- Exercise requirements -
Lines holding the word "Color" must be located in the listing below and copied.

- Given information -
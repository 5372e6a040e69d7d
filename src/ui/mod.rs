// ui/mod.rs — terminal UI: task board plus assistant panel.
//
// Single cooperative loop: draw a frame, drain completed client calls from
// the event channel, then handle pending key input. Client calls run on
// spawned tasks and report back through the channel, so the list only
// changes after the server acknowledges.
//
// Keys:
//   Tab          cycle focus (new-task input → task list → assistant)
//   Enter        add task / toggle selected / send message (per focus)
//   d            delete selected task
//   ←/→          previous / next day
//   ↑/↓          move selection
//   Ctrl-R       reset assistant transcript
//   q / Ctrl-C   quit

pub mod state;

use std::io;
use std::sync::Arc;
use std::time::Duration;

use anyhow::Result;
use chrono::Local;
use crossterm::{
    event::{self, Event, KeyCode, KeyEventKind, KeyModifiers},
    execute,
    terminal::{disable_raw_mode, enable_raw_mode, EnterAlternateScreen, LeaveAlternateScreen},
};
use ratatui::{
    backend::CrosstermBackend,
    layout::{Constraint, Direction, Layout, Rect},
    style::{Color, Modifier, Style},
    text::{Line, Span},
    widgets::{Block, Borders, Gauge, List, ListItem, ListState, Paragraph, Wrap},
    Frame, Terminal,
};
use tokio::sync::mpsc;

use crate::assistant::{Assistant, Role, Snapshot};
use crate::client::ApiClient;
use self::state::{AppState, Focus, UiEvent};

type EventTx = mpsc::UnboundedSender<UiEvent>;

pub async fn run(client: ApiClient, assistant: Arc<Assistant>) -> Result<()> {
    assistant.start();

    let (tx, mut rx) = mpsc::unbounded_channel();
    let mut app = AppState::new(Local::now().date_naive());
    spawn_refresh(client.clone(), tx.clone());

    enable_raw_mode()?;
    let mut stdout = io::stdout();
    execute!(stdout, EnterAlternateScreen)?;
    let backend = CrosstermBackend::new(stdout);
    let mut terminal = Terminal::new(backend)?;

    let result = event_loop(&mut terminal, &mut app, &mut rx, &client, &tx, &assistant).await;

    disable_raw_mode()?;
    execute!(terminal.backend_mut(), LeaveAlternateScreen)?;
    terminal.show_cursor()?;
    result
}

async fn event_loop(
    terminal: &mut Terminal<CrosstermBackend<io::Stdout>>,
    app: &mut AppState,
    rx: &mut mpsc::UnboundedReceiver<UiEvent>,
    client: &ApiClient,
    tx: &EventTx,
    assistant: &Arc<Assistant>,
) -> Result<()> {
    let mut tick = tokio::time::interval(Duration::from_millis(50));

    loop {
        let snapshot = assistant.snapshot().await;
        terminal.draw(|f| render(f, app, &snapshot))?;

        while let Ok(ev) = rx.try_recv() {
            app.apply(ev);
        }

        while event::poll(Duration::from_millis(0))? {
            if let Event::Key(key) = event::read()? {
                if key.kind != KeyEventKind::Press {
                    continue;
                }
                if key.modifiers.contains(KeyModifiers::CONTROL) {
                    match key.code {
                        KeyCode::Char('c') => return Ok(()),
                        KeyCode::Char('r') => assistant.reset().await,
                        _ => {}
                    }
                    continue;
                }
                match app.focus {
                    Focus::Input => handle_input_key(key.code, app, client, tx),
                    Focus::List => {
                        if handle_list_key(key.code, app, client, tx) {
                            return Ok(());
                        }
                    }
                    Focus::Assistant => handle_assistant_key(key.code, app, assistant).await,
                }
            }
        }

        tick.tick().await;
    }
}

// ─── Key handling ─────────────────────────────────────────────────────────────

fn handle_input_key(code: KeyCode, app: &mut AppState, client: &ApiClient, tx: &EventTx) {
    match code {
        KeyCode::Tab => app.focus = app.focus.next(),
        KeyCode::Char(c) => app.input.push(c),
        KeyCode::Backspace => {
            app.input.pop();
        }
        KeyCode::Enter => {
            let title = app.input.trim().to_string();
            if !title.is_empty() {
                spawn_add(client.clone(), tx.clone(), title, app.selected_date_str());
            }
        }
        KeyCode::Left => app.shift_date(-1),
        KeyCode::Right => app.shift_date(1),
        _ => {}
    }
}

/// Returns true when the user asked to quit.
fn handle_list_key(code: KeyCode, app: &mut AppState, client: &ApiClient, tx: &EventTx) -> bool {
    match code {
        KeyCode::Char('q') | KeyCode::Esc => return true,
        KeyCode::Tab => app.focus = app.focus.next(),
        KeyCode::Up => app.select_prev(),
        KeyCode::Down => app.select_next(),
        KeyCode::Left => app.shift_date(-1),
        KeyCode::Right => app.shift_date(1),
        KeyCode::Enter | KeyCode::Char(' ') => {
            if let Some(task) = app.day_view().get(app.selected) {
                spawn_toggle(client.clone(), tx.clone(), task.id);
            }
        }
        KeyCode::Char('d') | KeyCode::Delete => {
            if let Some(task) = app.day_view().get(app.selected) {
                spawn_delete(client.clone(), tx.clone(), task.id);
            }
        }
        _ => {}
    }
    false
}

async fn handle_assistant_key(code: KeyCode, app: &mut AppState, assistant: &Arc<Assistant>) {
    match code {
        KeyCode::Tab => app.focus = app.focus.next(),
        KeyCode::Char(c) => app.chat_input.push(c),
        KeyCode::Backspace => {
            app.chat_input.pop();
        }
        KeyCode::Enter => {
            // send() applies the single-flight guard and the empty-input
            // check; a rejected send leaves the draft in place.
            if assistant.send(&app.chat_input).await {
                app.chat_input.clear();
            }
        }
        _ => {}
    }
}

// ─── Client call wrappers ─────────────────────────────────────────────────────

fn spawn_refresh(client: ApiClient, tx: EventTx) {
    tokio::spawn(async move {
        let ev = match client.list_tasks().await {
            Ok(tasks) => UiEvent::TasksLoaded(tasks),
            Err(e) => UiEvent::Error(format!("list failed: {e:#}")),
        };
        let _ = tx.send(ev);
    });
}

fn spawn_add(client: ApiClient, tx: EventTx, title: String, date: String) {
    tokio::spawn(async move {
        let ev = match client.add_task(&title, &date).await {
            Ok(task) => UiEvent::TaskCreated(task),
            Err(e) => UiEvent::Error(format!("add failed: {e:#}")),
        };
        let _ = tx.send(ev);
    });
}

fn spawn_toggle(client: ApiClient, tx: EventTx, id: i64) {
    tokio::spawn(async move {
        let ev = match client.toggle_task(id).await {
            Ok(task) => UiEvent::TaskToggled(task),
            Err(e) => UiEvent::Error(format!("toggle failed: {e:#}")),
        };
        let _ = tx.send(ev);
    });
}

fn spawn_delete(client: ApiClient, tx: EventTx, id: i64) {
    tokio::spawn(async move {
        let ev = match client.delete_task(id).await {
            Ok(_) => UiEvent::TaskDeleted(id),
            Err(e) => UiEvent::Error(format!("delete failed: {e:#}")),
        };
        let _ = tx.send(ev);
    });
}

// ─── Rendering ────────────────────────────────────────────────────────────────

fn render(f: &mut Frame, app: &AppState, assistant: &Snapshot) {
    let columns = Layout::default()
        .direction(Direction::Horizontal)
        .constraints([
            Constraint::Percentage(28),
            Constraint::Percentage(42),
            Constraint::Percentage(30),
        ])
        .split(f.area());

    render_all_tasks(f, columns[0], app);
    render_day(f, columns[1], app);
    render_assistant(f, columns[2], app, assistant);
}

fn task_line(task: &crate::tasks::Task) -> Line<'_> {
    let mark = if task.completed { "[x] " } else { "[ ] " };
    let style = if task.completed {
        Style::default().fg(Color::DarkGray).add_modifier(Modifier::CROSSED_OUT)
    } else {
        Style::default()
    };
    Line::from(vec![
        Span::raw(mark),
        Span::styled(task.title.as_str(), style),
        Span::styled(format!("  {}", task.task_date), Style::default().fg(Color::DarkGray)),
    ])
}

fn render_all_tasks(f: &mut Frame, area: Rect, app: &AppState) {
    let items: Vec<ListItem> = app.tasks.iter().map(|t| ListItem::new(task_line(t))).collect();
    let list = List::new(items).block(
        Block::default()
            .borders(Borders::ALL)
            .title(format!(" All Tasks ({}) ", app.tasks.len())),
    );
    f.render_widget(list, area);
}

fn render_day(f: &mut Frame, area: Rect, app: &AppState) {
    let rows = Layout::default()
        .direction(Direction::Vertical)
        .constraints([
            Constraint::Length(3),
            Constraint::Min(4),
            Constraint::Min(4),
        ])
        .split(area);

    let input_style = if app.focus == Focus::Input {
        Style::default().fg(Color::Yellow)
    } else {
        Style::default()
    };
    let input = Paragraph::new(app.input.as_str()).style(input_style).block(
        Block::default()
            .borders(Borders::ALL)
            .title(format!(" New task — {} ", app.selected_date_str())),
    );
    f.render_widget(input, rows[0]);

    let view = app.day_view();
    let list_focused = app.focus == Focus::List;

    let active_items: Vec<ListItem> =
        view.active.iter().map(|t| ListItem::new(task_line(t))).collect();
    let mut active_state = ListState::default();
    if list_focused && app.selected < view.active.len() {
        active_state.select(Some(app.selected));
    }
    let active = List::new(active_items)
        .block(
            Block::default()
                .borders(Borders::ALL)
                .title(format!(" Active ({}) ", view.active.len())),
        )
        .highlight_style(Style::default().add_modifier(Modifier::REVERSED));
    f.render_stateful_widget(active, rows[1], &mut active_state);

    let completed_items: Vec<ListItem> =
        view.completed.iter().map(|t| ListItem::new(task_line(t))).collect();
    let mut completed_state = ListState::default();
    if list_focused && app.selected >= view.active.len() && !view.is_empty() {
        completed_state.select(Some(app.selected - view.active.len()));
    }
    let completed = List::new(completed_items)
        .block(
            Block::default()
                .borders(Borders::ALL)
                .title(format!(" Completed ({}) ", view.completed.len())),
        )
        .highlight_style(Style::default().add_modifier(Modifier::REVERSED));
    f.render_stateful_widget(completed, rows[2], &mut completed_state);
}

fn render_assistant(f: &mut Frame, area: Rect, app: &AppState, snapshot: &Snapshot) {
    let show_gauge = snapshot.loading;
    let constraints = if show_gauge {
        vec![
            Constraint::Length(3),
            Constraint::Min(4),
            Constraint::Length(3),
        ]
    } else {
        vec![Constraint::Min(4), Constraint::Length(3)]
    };
    let rows = Layout::default()
        .direction(Direction::Vertical)
        .constraints(constraints)
        .split(area);

    let mut next = 0;
    if show_gauge {
        let gauge = Gauge::default()
            .block(
                Block::default()
                    .borders(Borders::ALL)
                    .title(" Initializing AI model... "),
            )
            .gauge_style(Style::default().fg(Color::Cyan))
            .percent(u16::from(snapshot.progress));
        f.render_widget(gauge, rows[next]);
        next += 1;
    }

    let mut lines: Vec<Line> = Vec::new();
    for msg in &snapshot.transcript {
        let (label, style) = match msg.role {
            Role::User => ("you: ", Style::default().fg(Color::Yellow)),
            Role::Bot => ("ai:  ", Style::default().fg(Color::Cyan)),
        };
        lines.push(Line::from(vec![
            Span::styled(label, style.add_modifier(Modifier::BOLD)),
            Span::raw(msg.text.clone()),
        ]));
    }
    if snapshot.generating {
        lines.push(Line::from(Span::styled(
            "ai:  …",
            Style::default().fg(Color::DarkGray),
        )));
    }
    let transcript = Paragraph::new(lines)
        .wrap(Wrap { trim: false })
        .block(Block::default().borders(Borders::ALL).title(" Assistant "));
    f.render_widget(transcript, rows[next]);
    next += 1;

    let input_style = if app.focus == Focus::Assistant {
        Style::default().fg(Color::Yellow)
    } else {
        Style::default()
    };
    let placeholder = if snapshot.loading {
        " Loading model... "
    } else {
        " Type a message "
    };
    let input = Paragraph::new(app.chat_input.as_str())
        .style(input_style)
        .block(Block::default().borders(Borders::ALL).title(placeholder));
    f.render_widget(input, rows[next]);
}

- Exercise result -
    style::{Color, Modifier, Style},
        Style::default().fg(Color::DarkGray).add_modifier(Modifier::CROSSED_OUT)
        Span::styled(format!("  {}", task.task_date), Style::default().fg(Color::DarkGray)),
        Style::default().fg(Color::Yellow)
            .gauge_style(Style::default().fg(Color::Cyan))
            Role::User => ("you: ", Style::default().fg(Color::Yellow)),
            Role::Bot => ("ai:  ", Style::default().fg(Color::Cyan)),
            Style::default().fg(Color::DarkGray),
        Style::default().fg(Color::Yellow)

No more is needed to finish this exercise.